• [Work instruction]
Transcribe word for word the lines spanning the line with "Err(ClockError::SystemTime(_))" through the end of the records.

• [Record excerpts]
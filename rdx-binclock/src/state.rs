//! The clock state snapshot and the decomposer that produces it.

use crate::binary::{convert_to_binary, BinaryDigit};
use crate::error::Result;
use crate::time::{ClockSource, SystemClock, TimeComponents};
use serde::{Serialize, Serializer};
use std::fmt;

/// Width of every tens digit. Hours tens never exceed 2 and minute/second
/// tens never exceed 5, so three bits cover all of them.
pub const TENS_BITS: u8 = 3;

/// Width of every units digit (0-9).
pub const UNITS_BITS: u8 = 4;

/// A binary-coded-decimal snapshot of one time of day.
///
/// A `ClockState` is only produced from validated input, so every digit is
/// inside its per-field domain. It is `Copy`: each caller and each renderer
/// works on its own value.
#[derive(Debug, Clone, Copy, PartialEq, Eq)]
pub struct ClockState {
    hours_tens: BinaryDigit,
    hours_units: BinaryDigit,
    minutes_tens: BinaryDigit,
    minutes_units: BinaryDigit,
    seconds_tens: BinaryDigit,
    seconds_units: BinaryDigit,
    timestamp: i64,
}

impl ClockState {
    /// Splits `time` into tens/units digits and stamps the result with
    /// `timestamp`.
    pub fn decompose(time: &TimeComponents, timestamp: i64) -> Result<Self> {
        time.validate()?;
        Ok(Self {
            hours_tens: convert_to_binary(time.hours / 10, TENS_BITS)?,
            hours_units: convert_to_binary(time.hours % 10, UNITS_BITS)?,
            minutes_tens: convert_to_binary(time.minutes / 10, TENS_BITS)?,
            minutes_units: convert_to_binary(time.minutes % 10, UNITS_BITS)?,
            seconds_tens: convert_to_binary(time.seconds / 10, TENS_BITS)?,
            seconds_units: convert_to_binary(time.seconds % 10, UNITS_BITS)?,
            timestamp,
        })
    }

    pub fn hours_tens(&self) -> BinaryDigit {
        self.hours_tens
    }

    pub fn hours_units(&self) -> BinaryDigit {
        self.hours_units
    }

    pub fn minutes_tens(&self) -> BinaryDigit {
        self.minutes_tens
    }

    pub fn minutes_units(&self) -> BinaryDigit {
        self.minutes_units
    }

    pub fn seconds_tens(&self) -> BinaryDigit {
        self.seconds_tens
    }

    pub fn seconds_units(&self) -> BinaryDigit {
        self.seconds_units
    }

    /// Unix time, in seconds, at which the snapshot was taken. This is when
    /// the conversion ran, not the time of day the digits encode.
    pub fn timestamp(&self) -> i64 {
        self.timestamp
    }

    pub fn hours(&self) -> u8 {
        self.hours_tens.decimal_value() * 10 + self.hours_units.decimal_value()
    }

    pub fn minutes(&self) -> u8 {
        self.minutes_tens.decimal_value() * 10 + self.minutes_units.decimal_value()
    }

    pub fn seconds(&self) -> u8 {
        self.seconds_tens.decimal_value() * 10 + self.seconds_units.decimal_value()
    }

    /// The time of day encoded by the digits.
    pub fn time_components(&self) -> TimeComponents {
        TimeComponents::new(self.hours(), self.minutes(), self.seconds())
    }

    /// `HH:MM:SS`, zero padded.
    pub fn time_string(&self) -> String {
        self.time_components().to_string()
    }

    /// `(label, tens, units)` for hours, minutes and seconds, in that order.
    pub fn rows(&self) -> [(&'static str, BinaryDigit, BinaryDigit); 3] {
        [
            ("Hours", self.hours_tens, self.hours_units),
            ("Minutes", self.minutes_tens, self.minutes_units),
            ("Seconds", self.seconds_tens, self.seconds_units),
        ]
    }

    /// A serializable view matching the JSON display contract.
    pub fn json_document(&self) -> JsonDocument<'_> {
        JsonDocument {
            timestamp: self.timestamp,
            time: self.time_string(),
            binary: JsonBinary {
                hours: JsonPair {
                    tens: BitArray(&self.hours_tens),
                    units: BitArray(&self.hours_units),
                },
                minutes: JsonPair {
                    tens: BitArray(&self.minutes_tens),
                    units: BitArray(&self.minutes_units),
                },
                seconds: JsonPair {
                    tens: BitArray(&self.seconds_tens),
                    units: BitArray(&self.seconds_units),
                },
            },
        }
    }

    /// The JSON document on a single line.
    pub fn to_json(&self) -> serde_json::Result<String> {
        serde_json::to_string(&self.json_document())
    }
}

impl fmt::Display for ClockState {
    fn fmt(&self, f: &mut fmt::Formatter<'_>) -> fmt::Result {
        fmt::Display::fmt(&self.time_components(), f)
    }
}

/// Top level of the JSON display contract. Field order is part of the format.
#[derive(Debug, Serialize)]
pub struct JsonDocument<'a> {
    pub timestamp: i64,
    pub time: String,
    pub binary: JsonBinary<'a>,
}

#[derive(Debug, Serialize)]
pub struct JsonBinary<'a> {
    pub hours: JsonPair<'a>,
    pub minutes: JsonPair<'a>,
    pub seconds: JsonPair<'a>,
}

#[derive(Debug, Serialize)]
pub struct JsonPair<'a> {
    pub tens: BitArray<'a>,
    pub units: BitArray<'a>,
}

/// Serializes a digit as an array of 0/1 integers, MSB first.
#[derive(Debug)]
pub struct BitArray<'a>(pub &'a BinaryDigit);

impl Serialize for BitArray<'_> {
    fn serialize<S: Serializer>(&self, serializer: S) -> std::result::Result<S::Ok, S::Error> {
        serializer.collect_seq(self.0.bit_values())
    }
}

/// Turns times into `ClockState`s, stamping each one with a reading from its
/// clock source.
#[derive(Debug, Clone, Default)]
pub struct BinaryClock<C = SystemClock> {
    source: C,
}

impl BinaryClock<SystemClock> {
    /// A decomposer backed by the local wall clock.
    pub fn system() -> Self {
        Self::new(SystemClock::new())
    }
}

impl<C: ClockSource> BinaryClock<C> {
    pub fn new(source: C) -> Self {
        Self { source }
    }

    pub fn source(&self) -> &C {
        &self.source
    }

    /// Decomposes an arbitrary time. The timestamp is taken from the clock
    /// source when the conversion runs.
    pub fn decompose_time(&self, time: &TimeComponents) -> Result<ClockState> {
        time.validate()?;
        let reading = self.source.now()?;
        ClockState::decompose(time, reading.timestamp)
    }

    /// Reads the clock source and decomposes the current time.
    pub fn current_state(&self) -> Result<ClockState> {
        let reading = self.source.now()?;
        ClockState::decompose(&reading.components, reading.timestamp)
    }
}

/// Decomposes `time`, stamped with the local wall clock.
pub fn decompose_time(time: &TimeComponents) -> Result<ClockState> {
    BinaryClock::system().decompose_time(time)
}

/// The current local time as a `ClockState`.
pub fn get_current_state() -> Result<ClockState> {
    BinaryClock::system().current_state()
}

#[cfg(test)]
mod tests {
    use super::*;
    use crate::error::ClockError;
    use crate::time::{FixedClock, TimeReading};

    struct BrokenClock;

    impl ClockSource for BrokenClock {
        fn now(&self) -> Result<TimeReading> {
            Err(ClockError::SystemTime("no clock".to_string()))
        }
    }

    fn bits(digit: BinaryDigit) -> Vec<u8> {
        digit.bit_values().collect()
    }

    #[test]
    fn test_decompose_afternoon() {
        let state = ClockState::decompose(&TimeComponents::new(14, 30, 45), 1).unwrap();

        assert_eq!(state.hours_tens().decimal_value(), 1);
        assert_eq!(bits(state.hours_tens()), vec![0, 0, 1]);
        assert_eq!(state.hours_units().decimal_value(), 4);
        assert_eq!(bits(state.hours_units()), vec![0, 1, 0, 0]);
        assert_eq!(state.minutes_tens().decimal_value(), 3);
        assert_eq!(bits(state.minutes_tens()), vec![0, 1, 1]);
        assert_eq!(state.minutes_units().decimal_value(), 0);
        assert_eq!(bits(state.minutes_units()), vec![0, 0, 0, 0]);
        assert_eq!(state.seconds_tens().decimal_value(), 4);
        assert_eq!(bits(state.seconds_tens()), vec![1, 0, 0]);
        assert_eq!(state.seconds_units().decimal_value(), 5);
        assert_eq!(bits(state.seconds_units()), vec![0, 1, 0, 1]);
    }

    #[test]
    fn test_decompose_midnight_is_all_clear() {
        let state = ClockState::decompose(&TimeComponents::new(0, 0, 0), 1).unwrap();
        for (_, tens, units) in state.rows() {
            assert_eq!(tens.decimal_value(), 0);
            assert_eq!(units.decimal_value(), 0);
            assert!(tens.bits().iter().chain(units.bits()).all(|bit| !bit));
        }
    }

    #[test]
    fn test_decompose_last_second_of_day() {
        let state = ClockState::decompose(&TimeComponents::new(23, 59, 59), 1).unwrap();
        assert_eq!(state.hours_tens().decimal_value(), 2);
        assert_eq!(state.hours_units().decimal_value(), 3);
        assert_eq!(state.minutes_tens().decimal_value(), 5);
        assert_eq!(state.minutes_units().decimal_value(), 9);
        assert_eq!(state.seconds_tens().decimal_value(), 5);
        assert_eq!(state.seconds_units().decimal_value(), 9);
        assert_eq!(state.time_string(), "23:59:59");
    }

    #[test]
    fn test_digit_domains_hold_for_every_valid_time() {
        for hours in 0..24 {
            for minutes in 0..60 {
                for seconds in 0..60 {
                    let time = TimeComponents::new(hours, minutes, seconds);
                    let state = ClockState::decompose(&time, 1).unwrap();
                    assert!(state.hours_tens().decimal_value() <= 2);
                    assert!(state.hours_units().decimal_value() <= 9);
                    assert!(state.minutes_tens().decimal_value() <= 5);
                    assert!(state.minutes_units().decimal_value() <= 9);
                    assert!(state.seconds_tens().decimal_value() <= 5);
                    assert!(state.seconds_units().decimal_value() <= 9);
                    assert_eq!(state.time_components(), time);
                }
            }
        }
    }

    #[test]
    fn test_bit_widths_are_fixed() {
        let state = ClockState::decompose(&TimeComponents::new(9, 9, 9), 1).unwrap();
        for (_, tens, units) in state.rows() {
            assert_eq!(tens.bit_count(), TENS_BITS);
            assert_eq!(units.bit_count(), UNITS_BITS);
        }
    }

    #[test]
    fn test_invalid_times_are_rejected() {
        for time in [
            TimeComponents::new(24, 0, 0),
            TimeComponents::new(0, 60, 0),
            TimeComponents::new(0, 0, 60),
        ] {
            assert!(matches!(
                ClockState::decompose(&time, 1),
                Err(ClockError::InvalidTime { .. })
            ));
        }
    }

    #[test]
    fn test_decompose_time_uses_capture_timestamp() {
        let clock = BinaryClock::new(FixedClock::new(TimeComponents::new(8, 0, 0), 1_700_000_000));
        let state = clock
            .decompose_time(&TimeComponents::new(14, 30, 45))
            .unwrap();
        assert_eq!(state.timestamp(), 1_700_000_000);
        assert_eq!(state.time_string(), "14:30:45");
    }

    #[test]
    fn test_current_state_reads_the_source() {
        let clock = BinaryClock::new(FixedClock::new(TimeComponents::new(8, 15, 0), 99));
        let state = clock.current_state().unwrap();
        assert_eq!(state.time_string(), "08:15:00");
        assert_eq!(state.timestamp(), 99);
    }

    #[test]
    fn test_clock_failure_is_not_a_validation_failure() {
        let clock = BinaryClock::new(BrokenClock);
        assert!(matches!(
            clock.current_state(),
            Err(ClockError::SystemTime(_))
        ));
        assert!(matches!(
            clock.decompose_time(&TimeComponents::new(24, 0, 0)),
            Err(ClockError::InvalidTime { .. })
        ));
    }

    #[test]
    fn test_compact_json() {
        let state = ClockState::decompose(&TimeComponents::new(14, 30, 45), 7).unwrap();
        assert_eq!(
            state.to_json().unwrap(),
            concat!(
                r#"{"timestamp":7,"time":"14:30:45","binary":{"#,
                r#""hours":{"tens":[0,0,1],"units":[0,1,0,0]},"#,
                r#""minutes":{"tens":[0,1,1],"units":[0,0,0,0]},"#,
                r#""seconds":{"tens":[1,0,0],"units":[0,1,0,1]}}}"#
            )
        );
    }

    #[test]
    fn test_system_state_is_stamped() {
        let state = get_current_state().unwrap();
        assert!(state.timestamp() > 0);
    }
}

• [Written reply]
            Err(ClockError::SystemTime(_))
        ));
        assert!(matches!(
            clock.decompose_time(&TimeComponents::new(24, 0, 0)),
            Err(ClockError::InvalidTime { .. })
        ));
    }

    #[test]
    fn test_compact_json() {
        let state = ClockState::decompose(&TimeComponents::new(14, 30, 45), 7).unwrap();
        assert_eq!(
            state.to_json().unwrap(),
            concat!(
                r#"{"timestamp":7,"time":"14:30:45","binary":{"#,
                r#""hours":{"tens":[0,0,1],"units":[0,1,0,0]},"#,
                r#""minutes":{"tens":[0,1,1],"units":[0,0,0,0]},"#,
                r#""seconds":{"tens":[1,0,0],"units":[0,1,0,1]}}}"#
            )
        );
    }

    #[test]
    fn test_system_state_is_stamped() {
        let state = get_current_state().unwrap();
        assert!(state.timestamp() > 0);
    }
}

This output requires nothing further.